→ **Task objective**: Make an exact copy of the lines from the one containing "schema is up" to the end of the records below, and leave out everything else.

━━━━━━━━━━━━━━━━━━━━━━━━━━━━━━

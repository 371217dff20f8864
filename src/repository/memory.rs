//! In-memory user store (内存存储，用于测试和无数据库部署)

use super::{hash_blocking, UserStore};
use crate::{
    auth::password::PasswordHasher,
    error::AppError,
    models::user::{NewUser, User},
};
use async_trait::async_trait;
use chrono::Utc;
use std::collections::HashMap;
use tokio::sync::RwLock;
use uuid::Uuid;

/// 以用户名为键的内存用户存储
pub struct InMemoryUserStore {
    users: RwLock<HashMap<String, User>>,
    hasher: PasswordHasher,
}

impl InMemoryUserStore {
    pub fn new(hasher: PasswordHasher) -> Self {
        Self {
            users: RwLock::new(HashMap::new()),
            hasher,
        }
    }

    pub async fn len(&self) -> usize {
        self.users.read().await.len()
    }

    pub async fn is_empty(&self) -> bool {
        self.users.read().await.is_empty()
    }

    /// 设置禁用状态；用户不存在时返回 false
    pub async fn set_disabled(&self, username: &str, disabled: bool) -> bool {
        match self.users.write().await.get_mut(username) {
            Some(user) => {
                user.disabled = disabled;
                true
            }
            None => false,
        }
    }
}

#[async_trait]
impl UserStore for InMemoryUserStore {
    async fn get_user(&self, username: &str) -> Result<Option<User>, AppError> {
        Ok(self.users.read().await.get(username).cloned())
    }

    async fn get_user_by_email(&self, email: &str) -> Result<Option<User>, AppError> {
        Ok(self
            .users
            .read()
            .await
            .values()
            .find(|u| u.email.as_deref() == Some(email))
            .cloned())
    }

    async fn add_user(&self, new_user: NewUser, password: &str) -> Result<User, AppError> {
        let password_hash = hash_blocking(&self.hasher, password).await?;

        let mut users = self.users.write().await;
        if users.contains_key(&new_user.username) {
            return Err(AppError::Conflict(format!(
                "User {} already exists",
                new_user.username
            )));
        }
        if let Some(email) = new_user.email.as_deref() {
            if users.values().any(|u| u.email.as_deref() == Some(email)) {
                return Err(AppError::Conflict(format!("Email {} already in use", email)));
            }
        }

        let user = User {
            id: Uuid::new_v4(),
            username: new_user.username,
            email: new_user.email,
            full_name: new_user.full_name,
            password_hash,
            disabled: new_user.disabled,
            created_at: Utc::now(),
        };
        users.insert(user.username.clone(), user.clone());

        tracing::debug!(username = %user.username, "User added");
        Ok(user)
    }

    async fn delete_user(&self, username: &str) -> Result<bool, AppError> {
        Ok(self.users.write().await.remove(username).is_some())
    }
}

#[cfg(test)]
mod tests {
    use super::*;

    fn store() -> InMemoryUserStore {
        InMemoryUserStore::new(PasswordHasher::with_params(1024, 1, 1).unwrap())
    }

    #[tokio::test]
    async fn test_add_and_get_user() {
        let store = store();
        let user = store
            .add_user(
                NewUser::new("maria")
                    .with_email("maria@example.com")
                    .with_full_name("Maria Margarida"),
                "password",
            )
            .await
            .unwrap();

        assert_ne!(user.password_hash, "password");
        assert!(!user.disabled);

        let found = store.get_user("maria").await.unwrap().unwrap();
        assert_eq!(found, user);

        let by_email = store.get_user_by_email("maria@example.com").await.unwrap().unwrap();
        assert_eq!(by_email.username, "maria");

        assert!(store.get_user("ghost").await.unwrap().is_none());
        assert!(store.get_user_by_email("ghost@example.com").await.unwrap().is_none());
    }

    #[tokio::test]
    async fn test_duplicate_username_conflicts() {
        let store = store();
        store.add_user(NewUser::new("maria"), "password").await.unwrap();

        let result = store.add_user(NewUser::new("maria"), "other").await;
        assert!(matches!(result, Err(AppError::Conflict(_))));
        assert_eq!(store.len().await, 1);
    }

    #[tokio::test]
    async fn test_duplicate_email_conflicts() {
        let store = store();
        store
            .add_user(NewUser::new("maria").with_email("m@example.com"), "password")
            .await
            .unwrap();

        let result = store
            .add_user(NewUser::new("mario").with_email("m@example.com"), "password")
            .await;
        assert!(matches!(result, Err(AppError::Conflict(_))));
    }

    #[tokio::test]
    async fn test_delete_and_disable() {
        let store = store();
        store.add_user(NewUser::new("maria"), "password").await.unwrap();

        assert!(store.set_disabled("maria", true).await);
        assert!(store.get_user("maria").await.unwrap().unwrap().disabled);
        assert!(!store.set_disabled("ghost", true).await);

        assert!(store.delete_user("maria").await.unwrap());
        assert!(!store.delete_user("maria").await.unwrap());
        assert!(store.is_empty().await);
    }
}
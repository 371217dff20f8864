//! Account-status gate applied after a token has been resolved

use crate::{error::AppError, models::user::User};

/// Pass an active user through unchanged, reject a disabled one
pub fn authorize_active(user: User) -> Result<User, AppError> {
    if user.disabled {
        tracing::debug!(username = %user.username, "Rejected disabled account");
        return Err(AppError::InactiveAccount);
    }

    Ok(user)
}

#[cfg(test)]
mod tests {
    use super::*;
    use chrono::Utc;
    use uuid::Uuid;

    fn user(disabled: bool) -> User {
        User {
            id: Uuid::new_v4(),
            username: "carol".to_string(),
            email: None,
            full_name: Some("Carol".to_string()),
            password_hash: "hash".to_string(),
            disabled,
            created_at: Utc::now(),
        }
    }

    #[test]
    fn test_active_user_passes_unchanged() {
        let active = user(false);
        assert_eq!(authorize_active(active.clone()).unwrap(), active);
    }

    #[test]
    fn test_disabled_user_rejected() {
        assert!(matches!(authorize_active(user(true)), Err(AppError::InactiveAccount)));
    }
}
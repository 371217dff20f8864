//! Password hashing and verification using Argon2id

use crate::{config::SecurityConfig, error::AppError};
use argon2::{
    password_hash::{
        rand_core::OsRng, PasswordHash, PasswordHasher as _, PasswordVerifier, SaltString,
    },
    Algorithm, Argon2, Params, Version,
};

/// Password hasher with configurable parameters
#[derive(Clone)]
pub struct PasswordHasher {
    argon2: Argon2<'static>,
}

impl PasswordHasher {
    /// Create hasher with default parameters (OWASP recommended)
    pub fn new() -> Self {
        // m=64MiB, t=3 iterations, p=4 lanes
        Self::with_params(65536, 3, 4).unwrap_or_else(|_| Self {
            argon2: Argon2::default(),
        })
    }

    /// Create hasher with explicit cost parameters
    pub fn with_params(memory_kib: u32, iterations: u32, parallelism: u32) -> Result<Self, AppError> {
        let params = Params::new(memory_kib, iterations, parallelism, None)
            .map_err(|e| AppError::Config(format!("Invalid Argon2 params: {}", e)))?;

        Ok(Self {
            argon2: Argon2::new(Algorithm::Argon2id, Version::V0x13, params),
        })
    }

    pub fn from_config(config: &SecurityConfig) -> Result<Self, AppError> {
        Self::with_params(
            config.argon2_memory_kib,
            config.argon2_iterations,
            config.argon2_parallelism,
        )
    }

    /// Hash a password with a fresh random salt
    pub fn hash(&self, password: &str) -> Result<String, AppError> {
        let salt = SaltString::generate(&mut OsRng);

        let password_hash = self
            .argon2
            .hash_password(password.as_bytes(), &salt)
            .map_err(|e| {
                tracing::error!("Failed to hash password: {:?}", e);
                AppError::Internal(format!("Failed to hash password: {}", e))
            })?
            .to_string();

        Ok(password_hash)
    }

    /// Verify a password against a stored PHC hash.
    ///
    /// The cost parameters embedded in the stored hash are used, so hashes
    /// created under older settings keep verifying. An unparseable hash
    /// never matches.
    pub fn verify(&self, password: &str, hash: &str) -> bool {
        let parsed_hash = match PasswordHash::new(hash) {
            Ok(parsed) => parsed,
            Err(e) => {
                tracing::warn!("Failed to parse stored password hash: {:?}", e);
                return false;
            }
        };

        self.argon2
            .verify_password(password.as_bytes(), &parsed_hash)
            .is_ok()
    }
}

impl Default for PasswordHasher {
    fn default() -> Self {
        Self::new()
    }
}
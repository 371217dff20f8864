//! Authentication and authorization module

pub mod gate;
pub mod middleware;
pub mod password;
pub mod token;

pub use gate::authorize_active;
pub use middleware::{extract_token, jwt_auth_middleware, CurrentUser};
pub use password::PasswordHasher;
pub use token::{ClaimSet, TokenService, ValidationError};
//! HTTP 中间件
//! 应用状态与请求追踪

use axum::{
    extract::Request,
    http::{HeaderMap, HeaderValue, Method, StatusCode},
    middleware::Next,
    response::Response,
};
use std::sync::Arc;
use std::time::Instant;
use tracing::Instrument;
use uuid::Uuid;

const TRACE_ID_HEADER: &str = "x-trace-id";
const REQUEST_ID_HEADER: &str = "x-request-id";

/// 应用状态
#[derive(Clone)]
pub struct AppState {
    pub config: crate::config::AppConfig,
    /// 未配置数据库时为 None（使用内存用户存储）
    pub db: Option<sqlx::PgPool>,
    pub auth_service: Arc<crate::services::AuthService>,
}

/// 一次请求的关联标识：trace_id 可由调用方传入，request_id 每次新生成
struct RequestIds {
    trace_id: String,
    request_id: String,
}

impl RequestIds {
    fn from_headers(headers: &HeaderMap) -> Self {
        Self {
            trace_id: extract_or_generate_trace_id(headers),
            request_id: Uuid::new_v4().to_string(),
        }
    }

    /// 回写到响应头；无法作为头部值的 trace_id 直接丢弃
    fn write_to(&self, headers: &mut HeaderMap) {
        if let Ok(value) = HeaderValue::from_str(&self.trace_id) {
            headers.insert(TRACE_ID_HEADER, value);
        }
        if let Ok(value) = HeaderValue::from_str(&self.request_id) {
            headers.insert(REQUEST_ID_HEADER, value);
        }
    }
}

/// 请求追踪中间件
/// 每个请求在独立 span 中执行，完成后记录请求计数与耗时
pub async fn request_tracking_middleware(req: Request, next: Next) -> Response {
    let ids = RequestIds::from_headers(req.headers());
    let method = req.method().clone();
    let path = req.uri().path().to_owned();

    let span = tracing::info_span!(
        "http_request",
        trace_id = %ids.trace_id,
        request_id = %ids.request_id,
        method = %method,
        path = %path,
    );

    async move {
        let started = Instant::now();
        let mut response = next.run(req).await;
        let elapsed = started.elapsed();
        let status = response.status();

        metrics::counter!(
            "http_requests_total",
            "method" => method_label(&method),
            "status" => status_label(status)
        )
        .increment(1);
        metrics::histogram!("http_request_duration_seconds", "method" => method_label(&method))
            .record(elapsed.as_secs_f64());

        tracing::info!(
            status = status.as_u16(),
            elapsed_ms = elapsed.as_millis() as u64,
            "Request completed"
        );

        ids.write_to(response.headers_mut());
        response
    }
    .instrument(span)
    .await
}

/// 从请求头中提取或生成 trace_id
fn extract_or_generate_trace_id(headers: &HeaderMap) -> String {
    headers
        .get(TRACE_ID_HEADER)
        .and_then(|v| v.to_str().ok())
        .filter(|s| !s.is_empty())
        .map(str::to_owned)
        .unwrap_or_else(|| Uuid::new_v4().to_string())
}

/// 指标标签必须是有限集合
fn method_label(method: &Method) -> &'static str {
    match method.as_str() {
        "GET" => "GET",
        "POST" => "POST",
        "HEAD" => "HEAD",
        "OPTIONS" => "OPTIONS",
        _ => "OTHER",
    }
}

/// 认证相关状态码单独计数，其余按类别聚合
fn status_label(status: StatusCode) -> &'static str {
    match status.as_u16() {
        400 => "400",
        401 => "401",
        200..=299 => "2xx",
        300..=399 => "3xx",
        400..=499 => "4xx",
        _ => "5xx",
    }
}
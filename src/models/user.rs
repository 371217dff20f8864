//! User domain models

use chrono::{DateTime, Utc};
use serde::{Deserialize, Serialize};
use uuid::Uuid;

/// User account
#[derive(Debug, Clone, PartialEq, Eq, Serialize, Deserialize, sqlx::FromRow)]
pub struct User {
    pub id: Uuid,
    pub username: String,
    pub email: Option<String>,
    pub full_name: Option<String>,
    pub password_hash: String,
    pub disabled: bool,
    pub created_at: DateTime<Utc>,
}

impl User {
    /// Name shown to the user, falling back to the username
    pub fn display_name(&self) -> &str {
        self.full_name.as_deref().unwrap_or(&self.username)
    }
}

/// Fields for a new account; the password is supplied separately and hashed by the store.
#[derive(Debug, Clone, Default, Deserialize)]
pub struct NewUser {
    pub username: String,
    pub email: Option<String>,
    pub full_name: Option<String>,
    #[serde(default)]
    pub disabled: bool,
}

impl NewUser {
    pub fn new(username: impl Into<String>) -> Self {
        Self {
            username: username.into(),
            ..Default::default()
        }
    }

    pub fn with_email(mut self, email: impl Into<String>) -> Self {
        self.email = Some(email.into());
        self
    }

    pub fn with_full_name(mut self, full_name: impl Into<String>) -> Self {
        self.full_name = Some(full_name.into());
        self
    }

    pub fn disabled(mut self) -> Self {
        self.disabled = true;
        self
    }
}

/// User response (without sensitive data)
#[derive(Debug, Serialize)]
pub struct UserResponse {
    pub id: Uuid,
    pub username: String,
    pub email: Option<String>,
    pub full_name: Option<String>,
    pub disabled: bool,
    pub created_at: DateTime<Utc>,
}

impl From<User> for UserResponse {
    fn from(user: User) -> Self {
        Self {
            id: user.id,
            username: user.username,
            email: user.email,
            full_name: user.full_name,
            disabled: user.disabled,
            created_at: user.created_at,
        }
    }
}
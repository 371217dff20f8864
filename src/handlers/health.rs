//! 健康检查处理器
//! 提供 /health 和 /ready 端点

use axum::{extract::State, Json};
use once_cell::sync::OnceCell;
use serde::Serialize;
use std::sync::Arc;
use std::time::Instant;

use crate::{db, middleware::AppState};

/// 存活探针响应
#[derive(Serialize)]
pub struct HealthResponse {
    pub status: String,
    pub version: String,
    pub uptime_secs: u64,
}

/// 就绪探针响应
#[derive(Serialize)]
pub struct ReadinessResponse {
    pub ready: bool,
    pub checks: Vec<HealthCheck>,
}

/// 健康检查项
#[derive(Serialize)]
pub struct HealthCheck {
    pub name: String,
    pub status: String,
    #[serde(skip_serializing_if = "Option::is_none")]
    pub message: Option<String>,
}

static APP_START_TIME: OnceCell<Instant> = OnceCell::new();

/// 设置应用启动时间
pub fn set_start_time() {
    let _ = APP_START_TIME.set(Instant::now());
}

/// 获取应用运行时间（秒）
pub fn get_uptime() -> u64 {
    APP_START_TIME.get().map_or(0, |start| start.elapsed().as_secs())
}

/// 存活探针
pub async fn health_check() -> Json<HealthResponse> {
    Json(HealthResponse {
        status: "ok".to_string(),
        version: env!("CARGO_PKG_VERSION").to_string(),
        uptime_secs: get_uptime(),
    })
}

/// 就绪探针
pub async fn readiness_check(State(state): State<Arc<AppState>>) -> Json<ReadinessResponse> {
    let mut checks = Vec::new();

    match &state.db {
        Some(pool) => {
            db::record_pool_metrics(pool);
            let (status, message) = match db::ping(pool).await {
                Ok(()) => ("healthy", None),
                Err(msg) => ("unhealthy", Some(msg)),
            };
            checks.push(HealthCheck {
                name: "database".to_string(),
                status: status.to_string(),
                message,
            });
        }
        None => checks.push(HealthCheck {
            name: "user_store".to_string(),
            status: "healthy".to_string(),
            message: Some("in-memory".to_string()),
        }),
    }

    let all_healthy = checks.iter().all(|c| c.status == "healthy");

    Json(ReadinessResponse {
        ready: all_healthy,
        checks,
    })
}
//! User storage layer
//!
//! `UserStore` is the single lookup interface the authentication flow reads
//! from. Production uses PostgreSQL; tests and database-less deployments use
//! the in-memory store.

pub mod memory;
pub mod user_repo;

pub use memory::InMemoryUserStore;
pub use user_repo::PgUserStore;

use crate::{
    auth::password::PasswordHasher,
    error::AppError,
    models::user::{NewUser, User},
};
use async_trait::async_trait;

#[async_trait]
pub trait UserStore: Send + Sync {
    /// 根据用户名查找用户
    async fn get_user(&self, username: &str) -> Result<Option<User>, AppError>;

    /// 根据邮箱查找用户
    async fn get_user_by_email(&self, email: &str) -> Result<Option<User>, AppError>;

    /// 创建用户，密码由存储层哈希
    async fn add_user(&self, new_user: NewUser, password: &str) -> Result<User, AppError>;

    /// 删除用户
    async fn delete_user(&self, username: &str) -> Result<bool, AppError>;
}

/// 在阻塞线程池中计算密码哈希（Argon2 是 CPU 密集型）
pub(crate) async fn hash_blocking(hasher: &PasswordHasher, password: &str) -> Result<String, AppError> {
    let hasher = hasher.clone();
    let password = password.to_string();

    tokio::task::spawn_blocking(move || hasher.hash(&password))
        .await
        .map_err(|e| AppError::Internal(format!("Password hashing task failed: {}", e)))?
}
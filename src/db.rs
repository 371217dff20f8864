//! 数据库连接与迁移
//! 仅在配置了 INV_DATABASE__URL 时使用；用户表结构见 migrations/

use crate::{config::DatabaseConfig, error::AppError};
use secrecy::ExposeSecret;
use sqlx::{
    postgres::{PgConnectOptions, PgPoolOptions},
    PgPool,
};
use std::time::Duration;

/// 连接时上报给 PostgreSQL 的应用名（pg_stat_activity 中可见）
const APPLICATION_NAME: &str = "inventory-auth";

/// 数据库错误类型
#[derive(Debug, thiserror::Error)]
pub enum DbError {
    #[error("Database URL not configured")]
    NotConfigured,

    #[error("Invalid database URL: {0}")]
    InvalidUrl(String),

    #[error("Connection failed: {0}")]
    ConnectionFailed(String),

    #[error("Migration failed: {0}")]
    MigrationFailed(String),
}

impl From<DbError> for AppError {
    fn from(e: DbError) -> Self {
        match e {
            DbError::NotConfigured | DbError::InvalidUrl(_) => AppError::Config(e.to_string()),
            DbError::ConnectionFailed(_) | DbError::MigrationFailed(_) => {
                AppError::Internal(e.to_string())
            }
        }
    }
}

/// 解析连接 URL；URL 本身不写入日志
pub fn connect_options(config: &DatabaseConfig) -> Result<PgConnectOptions, DbError> {
    let url = config.url.as_ref().ok_or(DbError::NotConfigured)?;

    url.expose_secret()
        .parse::<PgConnectOptions>()
        .map(|options| options.application_name(APPLICATION_NAME))
        .map_err(|e| DbError::InvalidUrl(e.to_string()))
}

/// 创建连接池，获取连接前先做存活检查
pub async fn create_pool(config: &DatabaseConfig) -> Result<PgPool, DbError> {
    let options = connect_options(config)?;

    let pool = PgPoolOptions::new()
        .max_connections(config.max_connections)
        .min_connections(config.min_connections)
        .acquire_timeout(Duration::from_secs(config.acquire_timeout_secs))
        .idle_timeout(Duration::from_secs(config.idle_timeout_secs))
        .max_lifetime(Duration::from_secs(config.max_lifetime_secs))
        .test_before_acquire(true)
        .connect_with(options)
        .await
        .map_err(|e| DbError::ConnectionFailed(e.to_string()))?;

    tracing::info!(
        max_connections = config.max_connections,
        min_connections = config.min_connections,
        "Connected to PostgreSQL"
    );

    Ok(pool)
}

/// 应用 migrations/ 下尚未执行的迁移
pub async fn run_migrations(pool: &PgPool) -> Result<(), DbError> {
    sqlx::migrate!("./migrations")
        .run(pool)
        .await
        .map_err(|e| DbError::MigrationFailed(e.to_string()))?;

    tracing::info!("Database schema is up to date");
    Ok(())
}

/// 执行一次往返查询；失败时返回错误描述
pub async fn ping(pool: &PgPool) -> Result<(), String> {
    sqlx::query("SELECT 1")
        .execute(pool)
        .await
        .map(|_| ())
        .map_err(|e| {
            tracing::warn!(error = %e, "Database ping failed");
            e.to_string()
        })
}

/// 上报连接池使用情况
pub fn record_pool_metrics(pool: &PgPool) {
    let idle = pool.num_idle();
    let in_use = (pool.size() as usize).saturating_sub(idle);

    metrics::gauge!("db_pool_connections", "state" => "idle").set(idle as f64);
    metrics::gauge!("db_pool_connections", "state" => "in_use").set(in_use as f64);
}
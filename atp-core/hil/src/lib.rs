//! ATP HIL 设备层
//!
//! 定义自动化核心调用的外部设备能力接口:
//! - 仿真控制 (启动/停止/时间/输入)
//! - 信号采集 (capture)
//! - 数据记录器 (data logger)
//!
//! 同时提供纯软件实现的虚拟 HIL，用于无硬件环境和测试。

pub mod session;
pub mod traits;
pub mod vhil;

pub use session::HilSession;
pub use traits::{
    CaptureControl, CaptureSettings, CaptureTrigger, DataLoggerControl, SimulationControl,
};
pub use vhil::{ClockMode, VhilFaults, VirtualHil};

use thiserror::Error;

#[derive(Error, Debug)]
pub enum HilError {
    #[error("设备通信失败: {0}")]
    CommunicationFailed(String),

    #[error("设备未连接")]
    NotConnected,

    #[error("IO 错误: {0}")]
    Io(#[from] std::io::Error),
}

pub type Result<T> = std::result::Result<T, HilError>;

━━━━━━━━━━━━━━━━━━━━━━━━━━━━━━

→ **Exercise output**:
    tracing::info!("Database schema is up to date");
    Ok(())
}

/// 执行一次往返查询；失败时返回错误描述
pub async fn ping(pool: &PgPool) -> Result<(), String> {
    sqlx::query("SELECT 1")
        .execute(pool)
        .await
        .map(|_| ())
        .map_err(|e| {
            tracing::warn!(error = %e, "Database ping failed");
            e.to_string()
        })
}

/// 上报连接池使用情况
pub fn record_pool_metrics(pool: &PgPool) {
    let idle = pool.num_idle();
    let in_use = (pool.size() as usize).saturating_sub(idle);

    metrics::gauge!("db_pool_connections", "state" => "idle").set(idle as f64);
    metrics::gauge!("db_pool_connections", "state" => "in_use").set(in_use as f64);
}
filename atp-core/hil/src/lib.rs
//! ATP HIL 设备层
//!
//! 定义自动化核心调用的外部设备能力接口:
//! - 仿真控制 (启动/停止/时间/输入)
//! - 信号采集 (capture)
//! - 数据记录器 (data logger)
//!
//! 同时提供纯软件实现的虚拟 HIL，用于无硬件环境和测试。

pub mod session;
pub mod traits;
pub mod vhil;

pub use session::HilSession;
pub use traits::{
    CaptureControl, CaptureSettings, CaptureTrigger, DataLoggerControl, SimulationControl,
};
pub use vhil::{ClockMode, VhilFaults, VirtualHil};

use thiserror::Error;

#[derive(Error, Debug)]
pub enum HilError {
    #[error("设备通信失败: {0}")]
    CommunicationFailed(String),

    #[error("设备未连接")]
    NotConnected,

    #[error("IO 错误: {0}")]
    Io(#[from] std::io::Error),
}

pub type Result<T> = std::result::Result<T, HilError>;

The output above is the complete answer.